Очень уж странно, что она в этом письме даже не просит тебя объяснить, почему ты отказался от таких заманчивых и выгодных планов, и вообще об этом умалчивает. Она пишет так, будто тайна ее отца ей известна.

- Да, наверно, известна. - И Пен рассказал только что услышанную им от Хакстера историю о свидании в Подворье Шепхерда.

- А она описала эту встречу совсем по-другому,сказала Лора и, подойдя к своему столику, достала из него письмо Бланш: - "Опять неудача - в квартире оказался только капитан Стронг и один его знакомый", - вот все, что там было сказано. - Конечно, она не имела права выдать своего отца, - добавила Лора.

- Но все-таки... все-таки это очень странно.

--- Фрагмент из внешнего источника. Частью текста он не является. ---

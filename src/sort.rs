//! In-place quicksort with Hoare partitioning around the middle element.
//!
//! Not stable. A comparator that panics leaves the buffer holding some
//! permutation of its original elements; only swaps ever move data.

use crate::dynamic_array::DynamicArray;
use core::cmp::Ordering;

/// Sorts `array` by `compare`. Length and elements are unchanged except for order.
pub fn sort<T, F>(array: &mut DynamicArray<T>, mut compare: F)
where
    F: FnMut(&T, &T) -> Ordering,
{
    if array.len() <= 1 {
        return;
    }
    // Live slots are always `Some`; the fallback arm only keeps the order total.
    sort_slice(array.live_slots_mut(), |a, b| match (a, b) {
        (Some(a), Some(b)) => compare(a, b),
        _ => a.is_some().cmp(&b.is_some()),
    });
}

/// Sorts a plain buffer in place by `compare`.
pub fn sort_slice<T, F>(buffer: &mut [T], mut compare: F)
where
    F: FnMut(&T, &T) -> Ordering,
{
    if buffer.len() <= 1 {
        return;
    }
    quick_sort(buffer, &mut compare);
}

/// Ascending by `Ord`.
pub fn sort_natural<T: Ord>(array: &mut DynamicArray<T>) {
    sort(array, T::cmp);
}

/// Descending by `Ord`.
pub fn sort_reverse<T: Ord>(array: &mut DynamicArray<T>) {
    sort(array, |a, b| b.cmp(a));
}

/// Partitions `buffer`, then sorts the smaller side recursively and the
/// larger side in the loop, so stack depth stays logarithmic.
fn quick_sort<T, F>(mut buffer: &mut [T], compare: &mut F)
where
    F: FnMut(&T, &T) -> Ordering,
{
    while buffer.len() > 1 {
        let (end, start) = partition(buffer, compare);
        let (lower, rest) = core::mem::take(&mut buffer).split_at_mut(end);
        let (_, upper) = rest.split_at_mut(start - end);
        if lower.len() < upper.len() {
            quick_sort(lower, compare);
            buffer = upper;
        } else {
            quick_sort(upper, compare);
            buffer = lower;
        }
    }
}

/// Hoare partition of a buffer with at least two elements.
///
/// Returns `(end, start)` once the cursors cross: `[0, end)` holds elements
/// not greater than the pivot, `[start, len)` elements not less than it,
/// and anything in `[end, start)` equals the pivot. Both ranges are
/// strictly shorter than the buffer.
fn partition<T, F>(buffer: &mut [T], compare: &mut F) -> (usize, usize)
where
    F: FnMut(&T, &T) -> Ordering,
{
    let last = buffer.len() - 1;
    // Tracks the pivot value as swaps move it.
    let mut pivot = last / 2;
    let mut left = 0;
    let mut end = buffer.len();

    while left < end {
        while left < last && compare(&buffer[left], &buffer[pivot]) == Ordering::Less {
            left += 1;
        }
        while end > 1 && compare(&buffer[end - 1], &buffer[pivot]) == Ordering::Greater {
            end -= 1;
        }
        if left < end {
            let right = end - 1;
            buffer.swap(left, right);
            if pivot == left {
                pivot = right;
            } else if pivot == right {
                pivot = left;
            }
            left += 1;
            end -= 1;
        }
    }
    (end, left)
}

Странно было то, что в течение трех недель после знаменательного открытия Бланш изо всех сил цеплялась за своего дорогого Артура; насколько позволяла скромность, старалась приблизить тот счастливый час, после которого будет принадлежать ему навеки; а теперь казалось, словно что-то затуманило эти лучезарные мечты... словно Артур-бедняк не столь желанен для Бланш, как Артур-богач и член парламента... словно тут кроется какая-то тайна. Наконец Лора сказала:

- Танбридж-Уэлз ведь не так далеко от Лондона, Артур. Может, тебе съездить, поговорить с нею?

Они жили в городе уже неделю, и до сих пор эта простая мысль ни ему, ни ей не приходила в голову!

Глава LXXIII,

из которой явствует, что Артуру следовало взять обратный билет

Поезд доставил Артура в Танбридж быстро, слишком быстро, хотя за время этого короткого переезда он успел вспомнить всю свою жизнь и ясно увидеть, к каким грустным последствиям привел его собственный эгоизм и непостоянство.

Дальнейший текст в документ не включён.